OPINIÃO

Vale ser racista e capacitista para nunca perder?

Por Eduarda Maria de Souza Fernandes | 17/10/2023 | Tempo de leitura: 2 min

A autora é professora de Educação Básica

Consternada, leio a resposta da Administração Municipal de Bauru em matéria veiculada aqui no dia 13/10/2023, "Coletivo denuncia trechos racistas no Palavra Cantada e pede providências", sobre os versos do cordel "Eu nunca posso perder", texto integrante do material Palavra Cantada na Escola.

No campo educacional progressista e democrático, não há discordâncias quanto ao reconhecimento de que o racismo está presente nos discursos e nas práticas escolares, da importância de se promover uma educação antirracista, de a escola ser a responsável pelo enfrentamento do preconceito nos seus espaços.

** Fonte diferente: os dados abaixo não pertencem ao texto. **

//! Snapshot Builder.

use indexmap::IndexMap;
use serde_json::Map;
use steptrace_runtime::value::Name;
use steptrace_runtime::{LineContext, Value};

use crate::detect;
use crate::guard::{render, Capturer, Limits};
use crate::schema::{FrameInfo, Step, Structure};

/// Builds one [`Step`] per line event of a single program.
pub struct SnapshotBuilder<'s> {
    lines: Vec<&'s str>,
    limits: Limits,
}

impl<'s> SnapshotBuilder<'s> {
    pub fn new(source: &'s str, limits: Limits) -> Self {
        SnapshotBuilder {
            lines: source.split('\n').collect(),
            limits,
        }
    }

    /// Trimmed text of a 1-based line, `""` when out of range.
    pub fn code_line(&self, line: u32) -> &'s str {
        line.checked_sub(1)
            .and_then(|index| self.lines.get(index as usize))
            .map(|text| text.trim())
            .unwrap_or("")
    }

    pub fn build(&self, ctx: &LineContext<'_>) -> Step {
        let line = ctx.line();
        let bindings = ctx
            .innermost()
            .and_then(|frame| frame.bindings())
            .unwrap_or_default();
        let (locals, data_structures) = self.capture_bindings(&bindings);
        let graph = detect::combine(data_structures.values());
        let call_stack = ctx
            .frames()
            .rev()
            .map(|frame| FrameInfo {
                function: frame.function().to_string(),
                line: frame.line(),
                filename: ctx.source_id().to_string(),
            })
            .collect();
        Step {
            line,
            code_line: self.code_line(line).to_string(),
            locals,
            data_structures,
            call_stack,
            graph,
        }
    }

    /// Serializes bindings into `locals` and classifies each of them.
    pub fn capture_bindings(
        &self,
        bindings: &[(Name, Value)],
    ) -> (Map<String, serde_json::Value>, IndexMap<String, Structure>) {
        let mut locals = Map::new();
        let mut structures = IndexMap::new();
        for (name, value) in bindings {
            let captured = Capturer::new(self.limits).capture(value);
            if let Some(structure) = detect::classify(name, &captured) {
                structures.insert(name.to_string(), structure);
            }
            locals.insert(name.to_string(), render(&captured));
        }
        (locals, structures)
    }

    /// Serializes bindings into `locals` without classifying them.
    pub fn serialize_bindings(&self, bindings: &[(Name, Value)]) -> Map<String, serde_json::Value> {
        bindings
            .iter()
            .map(|(name, value)| {
                let captured = Capturer::new(self.limits).capture(value);
                (name.to_string(), render(&captured))
            })
            .collect()
    }
}

#[cfg(test)]
mod tests {
    use super::*;

    #[test]
    fn code_line_is_trimmed_and_total() {
        let builder = SnapshotBuilder::new("x = 1\n    y = 2\n", Limits::default());
        assert_eq!(builder.code_line(1), "x = 1");
        assert_eq!(builder.code_line(2), "y = 2");
        assert_eq!(builder.code_line(3), "");
        assert_eq!(builder.code_line(0), "");
        assert_eq!(builder.code_line(99), "");
    }

    #[test]
    fn bindings_keep_their_order() {
        let builder = SnapshotBuilder::new("", Limits::default());
        let bindings: Vec<(Name, Value)> = vec![
            ("b".into(), Value::Int(1)),
            ("a".into(), Value::list(vec![Value::Int(2)])),
        ];
        let (locals, structures) = builder.capture_bindings(&bindings);
        assert_eq!(locals.keys().collect::<Vec<_>>(), vec!["b", "a"]);
        assert_eq!(structures.keys().collect::<Vec<_>>(), vec!["a"]);
    }

    #[test]
    fn serialized_bindings_match_captured_locals() {
        let builder = SnapshotBuilder::new("", Limits::default());
        let bindings: Vec<(Name, Value)> = vec![
            ("q".into(), Value::list(vec![Value::Int(1), Value::Int(2)])),
            ("n".into(), Value::Int(3)),
        ];
        let (locals, _) = builder.capture_bindings(&bindings);
        assert_eq!(builder.serialize_bindings(&bindings), locals);
    }
}
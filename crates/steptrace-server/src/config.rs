//! Server configuration from environment variables.

use std::path::PathBuf;
use std::time::Duration;

use crate::executor::Executor;

const WORKER_BIN: &str = if cfg!(windows) { "steptrace.exe" } else { "steptrace" };

#[derive(Debug, Clone)]
pub struct ServerConfig {
    pub port: u16,
    /// Deadline for requests that do not name one.
    pub default_timeout: Duration,
    /// Largest deadline a request may ask for.
    pub max_timeout: Duration,
    pub executor: Executor,
}

impl Default for ServerConfig {
    fn default() -> Self {
        ServerConfig {
            port: 8000,
            default_timeout: Duration::from_secs(30),
            max_timeout: Duration::from_secs(120),
            executor: Executor::Subprocess {
                worker: default_worker(),
            },
        }
    }
}

impl ServerConfig {
    /// Reads:
    /// - `STEPTRACE_PORT`: listen port (default: 8000)
    /// - `STEPTRACE_TIMEOUT_SECS`: default deadline (default: 30)
    /// - `STEPTRACE_MAX_TIMEOUT_SECS`: largest accepted deadline (default: 120)
    /// - `STEPTRACE_EXECUTOR`: `subprocess` or `inline` (default: subprocess)
    /// - `STEPTRACE_WORKER`: path of the `steptrace` binary (default: next to
    ///   this executable)
    pub fn from_env() -> Self {
        let defaults = ServerConfig::default();
        let worker = std::env::var("STEPTRACE_WORKER")
            .map(PathBuf::from)
            .unwrap_or_else(|_| default_worker());
        let executor = match std::env::var("STEPTRACE_EXECUTOR").as_deref() {
            Ok("inline") => Executor::Inline,
            Ok("subprocess") | Err(_) => Executor::Subprocess { worker },
            Ok(other) => {
                tracing::warn!(executor = other, "unknown executor, using subprocess");
                Executor::Subprocess { worker }
            }
        };
        ServerConfig {
            port: env_or("STEPTRACE_PORT", defaults.port),
            default_timeout: Duration::from_secs(env_or(
                "STEPTRACE_TIMEOUT_SECS",
                defaults.default_timeout.as_secs(),
            )),
            max_timeout: Duration::from_secs(env_or(
                "STEPTRACE_MAX_TIMEOUT_SECS",
                defaults.max_timeout.as_secs(),
            )),
            executor,
        }
    }

    /// A configuration that traces on the server's own blocking pool.
    pub fn inline() -> Self {
        ServerConfig {
            executor: Executor::Inline,
            ..ServerConfig::default()
        }
    }
}

fn env_or<T: std::str::FromStr>(key: &str, default: T) -> T {
    match std::env::var(key) {
        Ok(raw) => raw.parse().unwrap_or_else(|_| {
            tracing::warn!(key, value = %raw, "ignoring unparsable setting");
            default
        }),
        Err(_) => default,
    }
}

fn default_worker() -> PathBuf {
    std::env::current_exe()
        .ok()
        .and_then(|exe| exe.parent().map(|dir| dir.join(WORKER_BIN)))
        .unwrap_or_else(|| PathBuf::from(WORKER_BIN))
}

No entanto, isso só é possível com a adoção de mudanças concretas que possibilitem o surgimento de novos valores e a construção de novas práticas. Assim, o tema tem que estar presente tanto na formação continuada de professores e gestores escolares, quanto na análise cuidadosa dos materiais didáticos e recursos pedagógicos que viabilizam o currículo escolar.

Os versos "É mais fácil um negão tomar banho e ficar branquinho" e "É mais fácil um aleijado disparar numa carreira" fazem parte de um cordel onde vale qualquer coisa para se vencer uma disputa, inclusive ser preconceituoso e subalternizar o outro. Portanto, justificá-los para problematizar que "a cultura também carrega consigo elementos do passado, incluindo preconceitos raciais e capacitistas", cujo "conteúdo da música deve ser examinado à luz dos valores de igualdade e inclusão que defendemos na sociedade contemporânea", é no mínimo imoral, indecente e ingênuo quando se pretende o combate ao racismo e demais práticas discriminatórias.

A posição da Administração Municipal despreza que as crianças assimilam em seu mundo simbólico valores, crenças e padrões de comportamento estigmatizados através das relações sociais. Desconsidera a existência de práticas racistas, muitas vezes invisíveis e sutis, orientando a prática docente, suas relações e o manejo com os materiais didáticos. Que tipo de construção social e representações subjetivas estão sendo criadas a partir do trabalho didático com esse cordel?

A investida contra o racismo e o capacitismo necessita de outras formas de enfrentamento, muito além da problematização dos elementos do passado cultural brasileiro. Não há saída digna para o  executivo municipal senão o recolhimento imediato do kit Palavra Cantada na Escola de todas as escolas municipais de Bauru.